ABOUT THIS TASK
Could you copy, exactly as written, every line from the first line of the records through the one containing "use lazy_static::lazy_static;"?

Collected data
--- START ---
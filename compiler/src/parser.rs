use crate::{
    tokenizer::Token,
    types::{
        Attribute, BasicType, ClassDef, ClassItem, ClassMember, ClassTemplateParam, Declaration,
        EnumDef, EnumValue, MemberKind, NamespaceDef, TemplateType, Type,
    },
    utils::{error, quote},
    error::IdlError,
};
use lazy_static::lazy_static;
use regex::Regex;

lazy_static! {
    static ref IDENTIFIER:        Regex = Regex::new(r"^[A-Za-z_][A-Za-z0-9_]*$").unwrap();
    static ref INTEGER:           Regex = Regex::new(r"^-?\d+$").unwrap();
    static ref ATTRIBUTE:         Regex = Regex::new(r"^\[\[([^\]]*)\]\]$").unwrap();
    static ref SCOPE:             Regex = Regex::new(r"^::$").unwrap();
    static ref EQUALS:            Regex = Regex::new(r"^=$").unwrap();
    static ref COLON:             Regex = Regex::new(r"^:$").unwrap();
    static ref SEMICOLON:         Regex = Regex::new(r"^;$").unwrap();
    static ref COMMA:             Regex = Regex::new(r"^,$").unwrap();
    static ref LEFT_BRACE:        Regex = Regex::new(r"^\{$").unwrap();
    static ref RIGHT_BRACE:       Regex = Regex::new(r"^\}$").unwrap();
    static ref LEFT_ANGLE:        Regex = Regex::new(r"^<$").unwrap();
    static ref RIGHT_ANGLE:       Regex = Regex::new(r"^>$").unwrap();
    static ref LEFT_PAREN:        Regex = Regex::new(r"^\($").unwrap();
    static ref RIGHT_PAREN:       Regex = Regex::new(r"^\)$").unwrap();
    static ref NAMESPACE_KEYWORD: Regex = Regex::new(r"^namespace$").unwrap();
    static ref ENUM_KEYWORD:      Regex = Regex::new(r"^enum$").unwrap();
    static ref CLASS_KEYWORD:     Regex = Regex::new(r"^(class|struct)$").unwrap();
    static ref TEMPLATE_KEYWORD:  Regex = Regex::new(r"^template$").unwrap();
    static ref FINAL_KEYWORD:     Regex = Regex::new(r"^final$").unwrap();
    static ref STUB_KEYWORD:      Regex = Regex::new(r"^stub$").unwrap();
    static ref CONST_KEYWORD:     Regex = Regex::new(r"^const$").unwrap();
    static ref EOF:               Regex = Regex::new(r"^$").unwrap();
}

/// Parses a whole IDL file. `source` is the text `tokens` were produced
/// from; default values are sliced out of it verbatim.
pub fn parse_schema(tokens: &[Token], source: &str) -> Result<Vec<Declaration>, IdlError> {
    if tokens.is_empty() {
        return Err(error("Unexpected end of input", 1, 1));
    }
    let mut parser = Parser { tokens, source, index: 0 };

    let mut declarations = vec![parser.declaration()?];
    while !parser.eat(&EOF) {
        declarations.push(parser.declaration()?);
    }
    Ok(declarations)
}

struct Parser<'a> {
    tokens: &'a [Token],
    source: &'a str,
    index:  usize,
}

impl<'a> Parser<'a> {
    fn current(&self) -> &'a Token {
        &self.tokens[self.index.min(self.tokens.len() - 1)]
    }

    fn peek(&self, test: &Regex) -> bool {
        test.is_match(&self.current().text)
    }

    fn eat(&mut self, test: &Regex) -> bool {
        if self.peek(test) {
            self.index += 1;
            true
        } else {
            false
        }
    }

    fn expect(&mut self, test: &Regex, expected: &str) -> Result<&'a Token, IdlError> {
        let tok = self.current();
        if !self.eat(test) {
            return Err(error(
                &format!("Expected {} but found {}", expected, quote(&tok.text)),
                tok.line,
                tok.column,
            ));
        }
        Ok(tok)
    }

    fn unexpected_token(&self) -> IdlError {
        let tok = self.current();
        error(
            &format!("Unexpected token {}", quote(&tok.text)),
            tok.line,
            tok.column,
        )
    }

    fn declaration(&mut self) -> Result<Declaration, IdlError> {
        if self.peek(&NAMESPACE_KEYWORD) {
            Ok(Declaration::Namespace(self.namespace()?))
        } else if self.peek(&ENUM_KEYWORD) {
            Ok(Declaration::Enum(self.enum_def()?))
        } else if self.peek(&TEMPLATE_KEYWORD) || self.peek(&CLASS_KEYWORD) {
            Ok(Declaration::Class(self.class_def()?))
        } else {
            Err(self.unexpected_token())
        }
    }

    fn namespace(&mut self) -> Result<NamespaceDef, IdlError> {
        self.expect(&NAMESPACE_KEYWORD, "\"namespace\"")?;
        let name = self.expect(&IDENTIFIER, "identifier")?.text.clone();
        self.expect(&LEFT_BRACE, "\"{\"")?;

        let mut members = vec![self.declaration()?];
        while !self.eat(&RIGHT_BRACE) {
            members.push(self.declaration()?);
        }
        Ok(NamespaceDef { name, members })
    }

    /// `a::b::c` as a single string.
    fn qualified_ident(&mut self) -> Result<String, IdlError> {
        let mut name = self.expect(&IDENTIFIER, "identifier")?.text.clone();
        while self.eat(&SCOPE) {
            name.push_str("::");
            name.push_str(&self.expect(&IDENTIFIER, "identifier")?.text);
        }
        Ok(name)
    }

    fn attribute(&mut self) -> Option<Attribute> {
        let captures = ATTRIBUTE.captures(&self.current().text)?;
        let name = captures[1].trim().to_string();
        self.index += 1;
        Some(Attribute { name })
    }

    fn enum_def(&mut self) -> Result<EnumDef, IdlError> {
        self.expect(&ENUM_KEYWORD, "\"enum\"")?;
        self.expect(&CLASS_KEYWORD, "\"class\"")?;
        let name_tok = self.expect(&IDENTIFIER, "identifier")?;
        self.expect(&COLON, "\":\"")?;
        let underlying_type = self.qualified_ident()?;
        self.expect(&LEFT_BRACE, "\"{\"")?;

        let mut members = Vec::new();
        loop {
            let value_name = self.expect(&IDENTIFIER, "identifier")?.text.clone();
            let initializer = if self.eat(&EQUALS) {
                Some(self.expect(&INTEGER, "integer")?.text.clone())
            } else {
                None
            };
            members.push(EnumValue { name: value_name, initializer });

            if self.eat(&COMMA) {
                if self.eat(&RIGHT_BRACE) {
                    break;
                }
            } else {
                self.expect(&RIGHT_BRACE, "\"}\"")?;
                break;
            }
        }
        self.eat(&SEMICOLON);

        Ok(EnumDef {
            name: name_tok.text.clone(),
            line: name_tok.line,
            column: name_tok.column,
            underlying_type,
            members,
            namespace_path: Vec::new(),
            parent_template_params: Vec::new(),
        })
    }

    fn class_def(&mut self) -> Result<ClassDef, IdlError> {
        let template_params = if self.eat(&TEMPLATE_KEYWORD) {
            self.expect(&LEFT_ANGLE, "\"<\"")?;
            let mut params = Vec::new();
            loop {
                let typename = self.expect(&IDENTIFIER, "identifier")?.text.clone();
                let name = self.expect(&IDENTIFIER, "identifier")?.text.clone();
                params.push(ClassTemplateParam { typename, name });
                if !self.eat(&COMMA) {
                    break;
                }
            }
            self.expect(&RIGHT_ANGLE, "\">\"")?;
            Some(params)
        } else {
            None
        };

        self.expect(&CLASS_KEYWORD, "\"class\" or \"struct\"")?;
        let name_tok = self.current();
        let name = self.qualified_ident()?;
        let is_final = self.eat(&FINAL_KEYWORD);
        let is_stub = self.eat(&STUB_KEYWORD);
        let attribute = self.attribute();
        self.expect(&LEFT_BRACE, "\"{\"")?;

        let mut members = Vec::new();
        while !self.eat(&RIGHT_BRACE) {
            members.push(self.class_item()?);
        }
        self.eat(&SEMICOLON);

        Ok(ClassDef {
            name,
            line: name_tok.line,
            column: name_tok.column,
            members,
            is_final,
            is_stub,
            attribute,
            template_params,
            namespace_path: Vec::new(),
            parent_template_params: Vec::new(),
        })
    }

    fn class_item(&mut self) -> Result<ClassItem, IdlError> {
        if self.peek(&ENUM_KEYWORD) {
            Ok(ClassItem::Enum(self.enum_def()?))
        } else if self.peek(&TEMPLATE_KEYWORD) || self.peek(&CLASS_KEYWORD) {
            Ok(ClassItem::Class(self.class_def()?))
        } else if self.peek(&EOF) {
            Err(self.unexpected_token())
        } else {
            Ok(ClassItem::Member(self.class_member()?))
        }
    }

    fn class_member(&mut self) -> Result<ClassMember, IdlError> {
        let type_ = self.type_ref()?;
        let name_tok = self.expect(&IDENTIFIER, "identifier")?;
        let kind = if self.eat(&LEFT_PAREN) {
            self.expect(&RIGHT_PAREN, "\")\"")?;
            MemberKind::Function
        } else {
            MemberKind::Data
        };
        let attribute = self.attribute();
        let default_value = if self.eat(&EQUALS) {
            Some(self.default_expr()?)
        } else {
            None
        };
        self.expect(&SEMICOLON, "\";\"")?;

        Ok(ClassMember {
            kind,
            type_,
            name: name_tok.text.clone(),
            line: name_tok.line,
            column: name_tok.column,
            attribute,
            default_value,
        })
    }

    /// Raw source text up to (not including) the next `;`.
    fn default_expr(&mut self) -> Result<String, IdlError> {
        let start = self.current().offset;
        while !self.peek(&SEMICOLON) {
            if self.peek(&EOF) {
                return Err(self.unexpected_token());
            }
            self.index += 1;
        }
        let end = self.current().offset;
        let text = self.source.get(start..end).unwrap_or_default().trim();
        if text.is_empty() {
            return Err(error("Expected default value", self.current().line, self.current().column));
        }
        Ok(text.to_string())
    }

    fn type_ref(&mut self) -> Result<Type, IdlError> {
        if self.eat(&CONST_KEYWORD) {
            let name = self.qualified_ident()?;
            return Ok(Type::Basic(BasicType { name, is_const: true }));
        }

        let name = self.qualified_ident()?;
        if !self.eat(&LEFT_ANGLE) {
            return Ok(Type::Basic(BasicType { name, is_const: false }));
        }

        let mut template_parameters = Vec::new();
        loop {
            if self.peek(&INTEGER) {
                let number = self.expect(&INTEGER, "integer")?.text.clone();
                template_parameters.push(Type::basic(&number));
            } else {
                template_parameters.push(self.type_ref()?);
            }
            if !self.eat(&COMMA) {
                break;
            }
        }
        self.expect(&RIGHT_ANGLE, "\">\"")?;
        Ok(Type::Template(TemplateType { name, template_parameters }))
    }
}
--- END ---
PROBLEM SOLUTION
filename compiler/src/parser.rs
use crate::{
    tokenizer::Token,
    types::{
        Attribute, BasicType, ClassDef, ClassItem, ClassMember, ClassTemplateParam, Declaration,
        EnumDef, EnumValue, MemberKind, NamespaceDef, TemplateType, Type,
    },
    utils::{error, quote},
    error::IdlError,
};
use lazy_static::lazy_static;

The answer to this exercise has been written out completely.